А национальный вопрос — это, как говорил Ленин, по сути дела, крестьянский вопрос.
Для Польши это не новое переплетение, но, к сожалению, отягощенное тяжелым бременем горечи, иллюзий и разочарований.
Из опыта легионера. Михал Коза — фигура не новая ни в польской политике, ни в польской политической мысли, ни в польской литературе. Михал Коза издавна участвует в польской общественной жизни. Его присутствие можно обнаружить в мечтах великого сейма о стотысячной армии, в блеске рацлавицких кос, среди легионерских штыков поляков, возвращающихся с итальянской земли на польскую с «правом человека», в призыве к «миллиону свободных граждан — миллиону защитников родины» 1831 года. В одном случае его зовут Войцех Бартос, в другом — Михцик, в третьем — Кшисяк. Дэчиньский и Шеля — это тоже он. Литература — всего лишь литература, бумага, но в Польше литературные легенды выражают и формулируют исторический опыт народа. А опыт — это уже политическая проблема. Войцех Бартос, или Бартош Гловацкий, погиб в битве под Щекоцинами. По воле легенды, а впоследствии литературы он возвращается с войны назад в деревню, на барщину, и вот он, возведенный Костюшко в шляхетское звание, гибнет в деревенской нужде, под бичом старосты, как крепостной раб. У костюшковского солдата Михцика из его «прав человека» только и осталось то, что, когда его избивают, он кричит: «Уважай, собака, меня: я свободный человек!» И Кшисяк, участник революции 1905 года, пеовяк (член польской военной организации ПОВ), после 1920 года возвращается на барщину, где ничего не изменилось…
В те времена Михал Коза иногда ходил на войны, которые должны были быть крестьянскими, иногда и не ходил: скрывался в лесах от вербовщиков Варшавского княжества, плевал в лицо подхорунжему на Новы-Святе в ноябрьскую ночь или же при словах «Родина зовет», подобно Шеле, шел истреблять панов. В своей исторической жизни он достаточно насмотрелся, глубоко и на горьком опыте усвоил, что пути войны покрыты словесной шелухой. «Ведь мы темное воинство, мы — нация недоверчивых»{208}, — говорит легионер Бось капитану Сулковскому на альпийском биваке итальянского легиона.
«Ничто не изменилось, ничто, — думает Кшисяк, пеовяк и батрак, — впиталась в землю кровь, не осталось от нее следов… Помещичья, господская, ксендзовская была эта родина. Не мужицкая, как обещали. Как писали в Манифесте, как печатали в газетах, как запечатлелось в сердце. Крестьянская кровь пенилась не больше, чем эта навозная жижа, которой весной поливают сад.

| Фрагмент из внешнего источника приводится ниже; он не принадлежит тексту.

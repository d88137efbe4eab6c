use serde::{Deserialize, Serialize};
use std::fmt;
use std::str::FromStr;

#[derive(Debug, Clone, Copy, PartialEq, Eq, Hash, Serialize, Deserialize)]
#[serde(rename_all = "snake_case")]
pub enum Role {
    SuperAdmin,
    HrOfficer,
    TrainingCoordinator,
    EducationCoordinator,
    ResearchCoordinator,
    #[serde(rename = "approver_level_1")]
    ApproverLevel1,
    #[serde(rename = "approver_level_2")]
    ApproverLevel2,
    Employee,
    Auditor,
}

impl Role {
    pub const ALL: [Role; 9] = [
        Role::SuperAdmin,
        Role::HrOfficer,
        Role::TrainingCoordinator,
        Role::EducationCoordinator,
        Role::ResearchCoordinator,
        Role::ApproverLevel1,
        Role::ApproverLevel2,
        Role::Employee,
        Role::Auditor,
    ];

    pub fn id(self) -> &'static str {
        match self {
            Self::SuperAdmin => "super_admin",
            Self::HrOfficer => "hr_officer",
            Self::TrainingCoordinator => "training_coordinator",
            Self::EducationCoordinator => "education_coordinator",
            Self::ResearchCoordinator => "research_coordinator",
            Self::ApproverLevel1 => "approver_level_1",
            Self::ApproverLevel2 => "approver_level_2",
            Self::Employee => "employee",
            Self::Auditor => "auditor",
        }
    }

    /// Roles that see the administration menu.
    pub fn is_admin(self) -> bool {
        matches!(
            self,
            Self::SuperAdmin
                | Self::HrOfficer
                | Self::TrainingCoordinator
                | Self::EducationCoordinator
                | Self::ResearchCoordinator
        )
    }

    pub fn designation(self) -> String {
        self.id().replace('_', " ")
    }
}

impl fmt::Display for Role {
    fn fmt(&self, f: &mut fmt::Formatter<'_>) -> fmt::Result {
        f.write_str(self.id())
    }
}

#[derive(Debug, Clone, PartialEq, Eq, thiserror::Error)]
#[error("unknown role `{0}`")]
pub struct UnknownRole(pub String);

impl FromStr for Role {
    type Err = UnknownRole;

    fn from_str(s: &str) -> Result<Self, Self::Err> {
        Role::ALL
            .into_iter()
            .find(|role| role.id() == s)
            .ok_or_else(|| UnknownRole(s.to_string()))
    }
}

#[cfg(test)]
mod tests {
    use super::Role;

    #[test]
    fn serde_matches_ids() {
        for role in Role::ALL {
            let json = serde_json::to_string(&role).expect("serialize");
            assert_eq!(json, format!("\"{}\"", role.id()));
            assert_eq!(role.id().parse::<Role>(), Ok(role));
        }
    }

    #[test]
    fn designation_spells_out_id() {
        assert_eq!(Role::ApproverLevel1.designation(), "approver level 1");
        assert!(Role::HrOfficer.is_admin());
        assert!(!Role::Auditor.is_admin());
    }
}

На ней росло, зеленело, расцветало нечто совсем другое»{209}.
Крестьянские полки 1-й армии пересекали Буг, неся в сердцах немало тревог различного рода. Манифест слушали с надеждой, но сдержанно. Слишком много было среди них старых служак, однажды уже обманутых. Слишком много Кшисяков. Шепотом обменивались сведениями о спорах по вопросу о роли 1-й армии в жизни страны, о 1-й бригаде, об опыте легионеров. Эти понятия имели один смысл для командиров и политических деятелей и совершенно иной для солдата-крестьянина. Они просто вызывали беспокойство.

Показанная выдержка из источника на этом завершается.